As to your suggestion, I don't know of any way to exclude named entities. That being said, I am not very experienced in NLP work, so I'm open to any implementation suggestions. |
Thanks for adding the references on random walks for sentence similarity. I thought the list of tasks specify the kind of tasks this transformation could be used for in practice? So for my comment regarding Task.TEXT_TO_TEXT_GENERATION -- say you have a summarization task, with a dataset with text pairs (source text, reference summary). Then if the transformation changes named entities which appear in both the source and the reference summary, but in an inconsistent way, this would introduce noise if used as data augmentation (and it would not be a reliable evaluation dataset either). This would probably not be as much of an issue with TEXT_CLASSIFICATION (although I suppose it could sometimes; e.g., say the task is sentiment classification and you accidentally swap the sentiment by modifying words like "good" or "great" to "bad"). You can find a list of named entities (and their character or token offsets) with an off-the-shelf package like spacy. Then you would only need to keep track of which words to exclude when looking for replacements. |
@juand-r Sorry for the long delay in response. I added an option to exclude named entities using |
@kaustubhdhole @vgtomahawk any chance this PR can get a second review? I added rudimentary evaluation results from Colab. |
@kaustubhdhole @mille-s One last bump to try and get a second review. Thanks for doing so much work organizing this! |
@kaustubhdhole @mille-s This transformation has one accepting review, and as far as we can tell, the only reason it wasn't merged was that the second reviewer never reviewed it. We think this is an interesting transformation. We understand it's late in the project, but for the sake of closure, could you either give this a second review or definitively reject it? Thanks! |
@james-simon @sajantanand Sorry, very busy times!
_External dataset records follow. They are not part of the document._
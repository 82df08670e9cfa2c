//! In-process fakes for the external seams, shared by unit tests.

use std::path::Path;
use std::sync::Mutex;
use std::time::Duration;

use chrono::Utc;
use migration::{Migrator, MigratorTrait};
use sea_orm::{ActiveModelTrait, Database, DatabaseConnection, Set};
use tokio_postgres::config::SslMode;
use uuid::Uuid;

use crate::catalog::{CatalogService, PublishAction};
use crate::config::SpatialDbConfig;
use crate::entity::layer;
use crate::error::{PipelineError, Result};
use crate::loader::{ProcessOutput, ProcessRunner};
use crate::spatial::{BoundingBox, ColumnInfo, SpatialStore};

pub fn spatial_config() -> SpatialDbConfig {
    SpatialDbConfig {
        host: "localhost".to_string(),
        port: 5432,
        database: "gis".to_string(),
        username: "loader".to_string(),
        password: "s3cret".to_string(),
        schema: "public".to_string(),
        ssl_mode: SslMode::Disable,
    }
}

/// Fresh in-memory application database with all migrations applied.
pub async fn test_db() -> DatabaseConnection {
    let db = Database::connect("sqlite::memory:").await.unwrap();
    Migrator::up(&db, None).await.unwrap();
    db
}

/// Insert a layer with the given slug and (optional) source file.
pub async fn insert_layer(
    db: &DatabaseConnection,
    slug: &str,
    source_file: Option<&Path>,
) -> layer::Model {
    let now = Utc::now().naive_utc();
    layer::ActiveModel {
        id: Set(Uuid::new_v4()),
        title: Set(slug.replace('-', " ")),
        slug: Set(slug.to_string()),
        layer_kind: Set("vector".to_string()),
        geom_kind: Set("line".to_string()),
        source_file: Set(source_file.map(|p| p.to_string_lossy().into_owned())),
        catalog_entry: Set(None),
        table_name: Set(None),
        feature_count: Set(0),
        bbox_west: Set(None),
        bbox_south: Set(None),
        bbox_east: Set(None),
        bbox_north: Set(None),
        is_published: Set(false),
        created_at: Set(now),
        updated_at: Set(now),
    }
    .insert(db)
    .await
    .unwrap()
}

// ---------- process runner ----------

enum RunnerResponse {
    Exit { code: i32, stderr: String },
    Timeout,
    SpawnError,
}

pub struct FakeRunner {
    response: RunnerResponse,
    calls: Mutex<Vec<(String, Vec<String>, Duration)>>,
}

impl FakeRunner {
    fn new(response: RunnerResponse) -> Self {
        Self {
            response,
            calls: Mutex::new(Vec::new()),
        }
    }

    pub fn succeeding() -> Self {
        Self::new(RunnerResponse::Exit {
            code: 0,
            stderr: String::new(),
        })
    }

    pub fn exiting(code: i32, stderr: &str) -> Self {
        Self::new(RunnerResponse::Exit {
            code,
            stderr: stderr.to_string(),
        })
    }

    pub fn timing_out() -> Self {
        Self::new(RunnerResponse::Timeout)
    }

    /// The binary cannot be started at all.
    pub fn missing_binary() -> Self {
        Self::new(RunnerResponse::SpawnError)
    }

    pub fn calls(&self) -> Vec<(String, Vec<String>, Duration)> {
        self.calls.lock().unwrap().clone()
    }
}

#[async_trait::async_trait]
impl ProcessRunner for FakeRunner {
    async fn run(&self, program: &str, args: &[String], timeout: Duration) -> Result<ProcessOutput> {
        self.calls
            .lock()
            .unwrap()
            .push((program.to_string(), args.to_vec(), timeout));

        match &self.response {
            RunnerResponse::Exit { code, stderr } => Ok(ProcessOutput {
                exit_code: Some(*code),
                stdout: String::new(),
                stderr: stderr.clone(),
            }),
            RunnerResponse::Timeout => Err(PipelineError::ImportTimeout(timeout)),
            RunnerResponse::SpawnError => Err(PipelineError::Io(std::io::Error::new(
                std::io::ErrorKind::NotFound,
                format!("No such file or directory ({program})"),
            ))),
        }
    }
}

// ---------- spatial store ----------

/// Pretends every table it is asked about has the configured contents.
#[derive(Default)]
pub struct FakeStore {
    feature_count: i64,
    geom_type: Option<String>,
    bbox: Option<BoundingBox>,
    columns: Vec<ColumnInfo>,
    failing: bool,
    dropped: Mutex<Vec<String>>,
}

impl FakeStore {
    pub fn with_table(feature_count: i64, geom_type: Option<&str>) -> Self {
        Self {
            feature_count,
            geom_type: geom_type.map(str::to_string),
            ..Default::default()
        }
    }

    pub fn with_bbox(mut self, west: f64, south: f64, east: f64, north: f64) -> Self {
        self.bbox = Some(BoundingBox {
            west,
            south,
            east,
            north,
        });
        self
    }

    pub fn with_columns(mut self, names: &[&str]) -> Self {
        self.columns = names
            .iter()
            .map(|n| ColumnInfo {
                name: n.to_string(),
                data_type: "character varying".to_string(),
            })
            .collect();
        self
    }

    /// Every query fails as if the database were down.
    pub fn failing() -> Self {
        Self {
            failing: true,
            ..Default::default()
        }
    }

    pub fn dropped(&self) -> Vec<String> {
        self.dropped.lock().unwrap().clone()
    }

    fn check(&self) -> Result<()> {
        if self.failing {
            return Err(PipelineError::SpatialDb("connection refused".to_string()));
        }
        Ok(())
    }
}

#[async_trait::async_trait]
impl SpatialStore for FakeStore {
    async fn count_features(&self, _table: &str) -> Result<i64> {
        self.check()?;
        Ok(self.feature_count)
    }

    async fn sample_geometry_type(&self, _table: &str) -> Result<Option<String>> {
        self.check()?;
        Ok(self.geom_type.clone())
    }

    async fn extent(&self, _table: &str) -> Result<Option<BoundingBox>> {
        self.check()?;
        Ok(self.bbox)
    }

    async fn columns(&self, _table: &str) -> Result<Vec<ColumnInfo>> {
        self.check()?;
        Ok(self.columns.clone())
    }

    async fn drop_table(&self, table: &str) -> Result<()> {
        self.check()?;
        self.dropped.lock().unwrap().push(table.to_string());
        Ok(())
    }
}

// ---------- catalog ----------

#[derive(Default)]
pub struct FakeCatalog {
    fail_publish: bool,
    fail_delete: bool,
    published: Mutex<Vec<(String, String, String, String)>>,
    deleted: Mutex<Vec<(String, String, String)>>,
}

impl FakeCatalog {
    pub fn failing_publish() -> Self {
        Self {
            fail_publish: true,
            ..Default::default()
        }
    }

    pub fn failing_delete() -> Self {
        Self {
            fail_delete: true,
            ..Default::default()
        }
    }

    /// `(table, title, workspace, store)` per publish call.
    pub fn published(&self) -> Vec<(String, String, String, String)> {
        self.published.lock().unwrap().clone()
    }

    /// `(name, workspace, store)` per delete call.
    pub fn deleted(&self) -> Vec<(String, String, String)> {
        self.deleted.lock().unwrap().clone()
    }
}

#[async_trait::async_trait]
impl CatalogService for FakeCatalog {
    async fn publish_postgis_layer(
        &self,
        table: &str,
        title: &str,
        workspace: &str,
        store: &str,
    ) -> Result<PublishAction> {
        let mut published = self.published.lock().unwrap();
        let seen = published.iter().any(|(t, ..)| t == table);
        published.push((
            table.to_string(),
            title.to_string(),
            workspace.to_string(),
            store.to_string(),
        ));

        if self.fail_publish {
            return Err(PipelineError::CatalogRequestFailed {
                status: 500,
                body: "Internal Server Error".to_string(),
            });
        }
        Ok(if seen {
            PublishAction::Updated
        } else {
            PublishAction::Created
        })
    }

    async fn delete_layer(&self, name: &str, workspace: &str, store: &str) -> Result<()> {
        self.deleted.lock().unwrap().push((
            name.to_string(),
            workspace.to_string(),
            store.to_string(),
        ));
        if self.fail_delete {
            return Err(PipelineError::CatalogUnreachable("connection refused".to_string()));
        }
        Ok(())
    }

    async fn layer_info(&self, name: &str, workspace: &str) -> Result<Option<serde_json::Value>> {
        let published = self.published.lock().unwrap();
        Ok(published
            .iter()
            .any(|(t, _, ws, _)| t == name && ws == workspace)
            .then(|| serde_json::json!({ "layer": { "name": name, "type": "VECTOR" } })))
    }
}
It looks like this transformation is part of a small group that escaped our radars, really sorry about that. At this point we carried out the analysis and plan to finalise the paper soon, so it is a bit difficult to add new things I'm afraid. I think that at this point the best option is to merge it later (we're actually running a GEM hackathon these days to add a lot of transfos/filters within the next weeks); since you have other accepted perturbations and are thus co-authoring the paper I hope this is not too much of an inconvenience. @kaustubhdhole does this sound good? |
@mille-s Sounds good to me! Let me know if there are any changes that need to be made before this is eventually merged. |
We using masked token prediction to perform a random walk on a sentence; i.e., we choose a word and block it out, relying on a language model like BERT to determine what word should be placed in that blank. By repeating this several times, we can reach a new sentence that is perturbed from the original one.